Et pourtant. Si vous tombez sur un prof qui ne correspond en rien à vos « habitus » (Bourdieu ; c’est-à-dire, approximativement, vos goûts et vos préférences), non seulement vous ne recevrez aucun plaisir dans votre fréquentation des écrivains, mais au contraire, vous courrez le risque d’en concevoir un dégoût durable, qui ne vous abandonnera pas.

Le passage obligé par l’enseignement est ici, à la fois un obstacle et un moyen. On connaît bien cette dialectique, qui agit dans d’autres domaines aussi : elle conditionne la pénétration de la littérature et l’on voit mal ce qui pourrait la remplacer.

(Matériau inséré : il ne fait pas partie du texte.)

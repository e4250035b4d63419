/*
 * Copyright 2025 Security Union LLC
 *
 * Licensed under either of
 *
 * * Apache License, Version 2.0
 *   (http://www.apache.org/licenses/LICENSE-2.0)
 * * MIT license
 *   (http://opensource.org/licenses/MIT)
 *
 * at your option.
 *
 * Unless you explicitly state otherwise, any contribution intentionally
 * submitted for inclusion in the work by you, as defined in the Apache-2.0
 * license, shall be dual licensed as above, without any additional terms or
 * conditions.
 */

//! Assigns frame ids and references to assembled frames and releases them
//! once everything they reference has been released.
//!
//! The strategy is picked per frame from the metadata it carries. Switching
//! strategy resets the state of the previous one, which only happens when a
//! sender changes how it signals dependencies.

mod dependency_gate;
mod descriptor;
mod frame_id_only;
mod seq_num_only;
mod vp8;
mod vp9;

use std::collections::VecDeque;

pub use dependency_gate::DependencyGate;
pub use descriptor::DescriptorRefFinder;
pub use frame_id_only::FrameIdOnlyRefFinder;
pub use seq_num_only::SeqNumOnlyRefFinder;
pub use vp8::Vp8RefFinder;
pub use vp9::Vp9RefFinder;

use crate::config::AssemblerConfig;
use crate::error::Result;
use crate::frame::EncodedFrame;
use crate::video_header::CodecHeader;

/// What a strategy decided for one frame.
#[derive(Debug, Clone, Copy, PartialEq, Eq)]
pub enum FrameDecision {
    /// Wait for more frames or padding.
    Stash,
    /// References are assigned, pass the frame on.
    HandOff,
    Drop,
}

/// Frames a strategy holds back, newest first.
#[derive(Debug)]
pub(crate) struct FrameStash<T> {
    entries: VecDeque<T>,
    max_entries: usize,
}

impl<T> FrameStash<T> {
    pub(crate) fn new(max_entries: usize) -> Self {
        Self {
            entries: VecDeque::new(),
            max_entries,
        }
    }

    /// Stashes `entry`, evicting the oldest one when full.
    pub(crate) fn push(&mut self, entry: T) {
        if self.entries.len() >= self.max_entries {
            self.entries.pop_back();
            log::debug!("Frame stash full, evicting its oldest frame");
        }
        self.entries.push_front(entry);
    }

    /// Runs `decide` over the stash until no entry is handed off anymore and
    /// returns the handed off entries in release order.
    pub(crate) fn retry(&mut self, mut decide: impl FnMut(&mut T) -> FrameDecision) -> Vec<T> {
        let mut released = Vec::new();
        loop {
            let mut handed_off = false;
            let mut index = 0;
            while index < self.entries.len() {
                match decide(&mut self.entries[index]) {
                    FrameDecision::Stash => index += 1,
                    FrameDecision::HandOff => {
                        handed_off = true;
                        if let Some(entry) = self.entries.remove(index) {
                            released.push(entry);
                        }
                    }
                    FrameDecision::Drop => {
                        self.entries.remove(index);
                    }
                }
            }
            if !handed_off {
                return released;
            }
        }
    }

    pub(crate) fn retain(&mut self, keep: impl FnMut(&T) -> bool) {
        self.entries.retain(keep);
    }

    pub(crate) fn len(&self) -> usize {
        self.entries.len()
    }
}

enum Strategy {
    None,
    Descriptor(DescriptorRefFinder),
    FrameIdOnly(FrameIdOnlyRefFinder),
    SeqNumOnly(SeqNumOnlyRefFinder),
    Vp8(Vp8RefFinder),
    Vp9(Vp9RefFinder),
}

#[derive(Debug, Clone, Copy, PartialEq, Eq)]
enum StrategyKind {
    Descriptor,
    FrameIdOnly,
    SeqNumOnly,
    Vp8,
    Vp9,
}

impl Strategy {
    fn kind(&self) -> Option<StrategyKind> {
        match self {
            Strategy::None => None,
            Strategy::Descriptor(_) => Some(StrategyKind::Descriptor),
            Strategy::FrameIdOnly(_) => Some(StrategyKind::FrameIdOnly),
            Strategy::SeqNumOnly(_) => Some(StrategyKind::SeqNumOnly),
            Strategy::Vp8(_) => Some(StrategyKind::Vp8),
            Strategy::Vp9(_) => Some(StrategyKind::Vp9),
        }
    }
}

/// Chooses how references are derived for `frame`.
fn strategy_for(frame: &EncodedFrame) -> StrategyKind {
    if frame.video_header.generic.is_some() {
        return StrategyKind::Descriptor;
    }
    match &frame.video_header.codec_header {
        CodecHeader::Vp8(vp8) => match (vp8.picture_id, vp8.temporal_idx, vp8.tl0_pic_idx) {
            (None, _, _) => StrategyKind::SeqNumOnly,
            (Some(_), Some(_), Some(_)) => StrategyKind::Vp8,
            (Some(_), _, _) => StrategyKind::FrameIdOnly,
        },
        CodecHeader::Vp9(vp9) => match vp9.picture_id {
            None => StrategyKind::SeqNumOnly,
            Some(_) if vp9.flexible_mode => StrategyKind::Vp9,
            Some(_) => StrategyKind::FrameIdOnly,
        },
        CodecHeader::Generic(_) => StrategyKind::FrameIdOnly,
        _ => StrategyKind::SeqNumOnly,
    }
}

/// Reference finding followed by the dependency gate.
pub struct ReferenceFinder {
    strategy: Strategy,
    gate: DependencyGate,
    max_stashed_frames: usize,
    cleared_to_seq_num: Option<i64>,
}

impl ReferenceFinder {
    pub fn new(config: &AssemblerConfig) -> Self {
        Self {
            strategy: Strategy::None,
            gate: DependencyGate::new(config.max_stashed_frames, config.max_released_history),
            max_stashed_frames: config.max_stashed_frames,
            cleared_to_seq_num: None,
        }
    }

    /// Returns `frame` and any frames it unblocked, in release order.
    ///
    /// Fails only when the frame carries more references than supported; the
    /// frame is dropped in that case.
    pub fn manage_frame(&mut self, frame: EncodedFrame) -> Result<Vec<EncodedFrame>> {
        if self
            .cleared_to_seq_num
            .is_some_and(|cleared| frame.first_seq_num <= cleared)
        {
            log::debug!(
                "Dropping frame starting at {}, cleared to {:?}",
                frame.first_seq_num,
                self.cleared_to_seq_num
            );
            return Ok(Vec::new());
        }

        let kind = strategy_for(&frame);
        if self.strategy.kind() != Some(kind) {
            if self.strategy.kind().is_some() {
                log::debug!("Reference finding switches to {kind:?}");
            }
            self.strategy = self.create_strategy(kind);
        }

        let frames = match &mut self.strategy {
            Strategy::Descriptor(finder) => vec![finder.manage_frame(frame)?],
            Strategy::FrameIdOnly(finder) => vec![finder.manage_frame(frame)],
            Strategy::SeqNumOnly(finder) => finder.manage_frame(frame),
            Strategy::Vp8(finder) => finder.manage_frame(frame),
            Strategy::Vp9(finder) => finder.manage_frame(frame),
            Strategy::None => Vec::new(),
        };
        Ok(self.release(frames))
    }

    /// Padding can close a sequence number gap that frames are waiting on.
    pub fn padding_received(&mut self, seq_num: i64) -> Vec<EncodedFrame> {
        let frames = match &mut self.strategy {
            Strategy::SeqNumOnly(finder) => finder.padding_received(seq_num),
            _ => Vec::new(),
        };
        self.release(frames)
    }

    /// Forgets every frame that starts at or before `seq_num`.
    pub fn clear_to(&mut self, seq_num: i64) {
        self.cleared_to_seq_num = Some(self.cleared_to_seq_num.map_or(seq_num, |c| c.max(seq_num)));
        match &mut self.strategy {
            Strategy::SeqNumOnly(finder) => finder.clear_to(seq_num),
            Strategy::Vp8(finder) => finder.clear_to(seq_num),
            _ => {}
        }
        self.gate.clear_to(seq_num);
    }

    /// Frames held by the strategy stash and the dependency gate.
    pub fn num_pending_frames(&self) -> usize {
        let stashed = match &self.strategy {
            Strategy::SeqNumOnly(finder) => finder.num_stashed_frames(),
            Strategy::Vp8(finder) => finder.num_stashed_frames(),
            _ => 0,
        };
        stashed + self.gate.num_withheld_frames()
    }

    fn create_strategy(&self, kind: StrategyKind) -> Strategy {
        match kind {
            StrategyKind::Descriptor => Strategy::Descriptor(DescriptorRefFinder::default()),
            StrategyKind::FrameIdOnly => Strategy::FrameIdOnly(FrameIdOnlyRefFinder::default()),
            StrategyKind::SeqNumOnly => {
                Strategy::SeqNumOnly(SeqNumOnlyRefFinder::new(self.max_stashed_frames))
            }
            StrategyKind::Vp8 => Strategy::Vp8(Vp8RefFinder::new(self.max_stashed_frames)),
            StrategyKind::Vp9 => Strategy::Vp9(Vp9RefFinder::default()),
        }
    }

    fn release(&mut self, frames: Vec<EncodedFrame>) -> Vec<EncodedFrame> {
        frames
            .into_iter()
            .flat_map(|frame| self.gate.manage_frame(frame))
            .collect()
    }
}
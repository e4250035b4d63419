/*
 * Copyright 2025 Security Union LLC
 *
 * Licensed under either of
 *
 * * Apache License, Version 2.0
 *   (http://www.apache.org/licenses/LICENSE-2.0)
 * * MIT license
 *   (http://opensource.org/licenses/MIT)
 *
 * at your option.
 *
 * Unless you explicitly state otherwise, any contribution intentionally
 * submitted for inclusion in the work by you, as defined in the Apache-2.0
 * license, shall be dual licensed as above, without any additional terms or
 * conditions.
 */

//! MSB-first bit reading and writing used by the header extension codecs
//! and the H264 slice header probe.

use crate::error::{Result, RtpError};

#[derive(Debug)]
pub struct BitReader<'a> {
    data: &'a [u8],
    bit_offset: usize,
}

impl<'a> BitReader<'a> {
    pub fn new(data: &'a [u8]) -> Self {
        Self {
            data,
            bit_offset: 0,
        }
    }

    pub fn remaining_bits(&self) -> usize {
        self.data.len() * 8 - self.bit_offset
    }

    /// Reads `count` bits (at most 32), most significant first.
    pub fn read_bits(&mut self, count: u32) -> Result<u32> {
        debug_assert!(count <= 32);
        if count as usize > self.remaining_bits() {
            return Err(RtpError::MalformedExtension(format!(
                "need {count} bits, {} left",
                self.remaining_bits()
            )));
        }
        let mut value: u64 = 0;
        for _ in 0..count {
            let byte = self.data[self.bit_offset / 8];
            let bit = (byte >> (7 - self.bit_offset % 8)) & 1;
            value = (value << 1) | u64::from(bit);
            self.bit_offset += 1;
        }
        Ok(value as u32)
    }

    pub fn read_bit(&mut self) -> Result<bool> {
        Ok(self.read_bits(1)? == 1)
    }

    pub fn read_u8(&mut self) -> Result<u8> {
        Ok(self.read_bits(8)? as u8)
    }

    pub fn read_u16(&mut self) -> Result<u16> {
        Ok(self.read_bits(16)? as u16)
    }

    /// Reads a value in `[0, num_values)` coded with the non-symmetric
    /// unsigned encoding (`ns(n)` in AV1).
    pub fn read_non_symmetric(&mut self, num_values: u32) -> Result<u32> {
        let count_bits = u32::BITS - num_values.leading_zeros();
        let num_min_bits_values = (1u32 << count_bits) - num_values;
        let value = self.read_bits(count_bits.saturating_sub(1))?;
        if value < num_min_bits_values {
            return Ok(value);
        }
        let extra = self.read_bits(1)?;
        Ok((value << 1) + extra - num_min_bits_values)
    }

    /// Unsigned exponential Golomb code, ue(v).
    pub fn read_exp_golomb(&mut self) -> Result<u32> {
        let mut leading_zeros = 0;
        while !self.read_bit()? {
            leading_zeros += 1;
            if leading_zeros > 31 {
                return Err(RtpError::MalformedPayload(
                    "exp-golomb code too long".to_string(),
                ));
            }
        }
        let suffix = self.read_bits(leading_zeros)?;
        Ok(((1u64 << leading_zeros) - 1 + u64::from(suffix)) as u32)
    }
}

#[derive(Debug, Default)]
pub struct BitWriter {
    data: Vec<u8>,
    bit_offset: usize,
}

impl BitWriter {
    pub fn new() -> Self {
        Self::default()
    }

    pub fn write_bits(&mut self, value: u64, count: u32) {
        for i in (0..count).rev() {
            if self.bit_offset % 8 == 0 {
                self.data.push(0);
            }
            if (value >> i) & 1 == 1 {
                let last = self.data.len() - 1;
                self.data[last] |= 1 << (7 - self.bit_offset % 8);
            }
            self.bit_offset += 1;
        }
    }

    pub fn write_bit(&mut self, value: bool) {
        self.write_bits(u64::from(value), 1);
    }

    pub fn write_non_symmetric(&mut self, value: u32, num_values: u32) {
        let count_bits = u32::BITS - num_values.leading_zeros();
        let num_min_bits_values = (1u32 << count_bits) - num_values;
        if value < num_min_bits_values {
            self.write_bits(u64::from(value), count_bits.saturating_sub(1));
        } else {
            self.write_bits(u64::from(value + num_min_bits_values), count_bits);
        }
    }

    /// Returns the written bytes, zero padded to a whole byte.
    pub fn into_bytes(self) -> Vec<u8> {
        self.data
    }
}

/// Reads an unsigned LEB128 value, returning it with the number of bytes consumed.
pub fn read_leb128(data: &[u8]) -> Option<(u64, usize)> {
    let mut value: u64 = 0;
    for (i, byte) in data.iter().enumerate().take(8) {
        value |= u64::from(byte & 0x7f) << (7 * i);
        if byte & 0x80 == 0 {
            return Some((value, i + 1));
        }
    }
    None
}

pub fn write_leb128(mut value: u64, out: &mut Vec<u8>) {
    loop {
        let byte = (value & 0x7f) as u8;
        value >>= 7;
        if value == 0 {
            out.push(byte);
            return;
        }
        out.push(byte | 0x80);
    }
}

Reste le gain lui-même : la poursuite des études secondaires pour tous ne peut que favoriser la littérature et son expansion. Il y aura, certes, des morts, après l’entrée en sixième, mais les rescapés seront beaucoup plus nombreux que précédemment. L’affirmation selon laquelle la littérature est abandonnée par les élèves n’est donc rien d’autre qu’une absurdité. Elle n’est proférée que par des nostalgiques abusifs ou des incompétents. On ne devrait pas s’y arrêter, sauf que, ces temps-ci, la ritournelle devient obsédante et commence à tenir lieu de pensée unique, ou, mieux, « de prêt à penser ».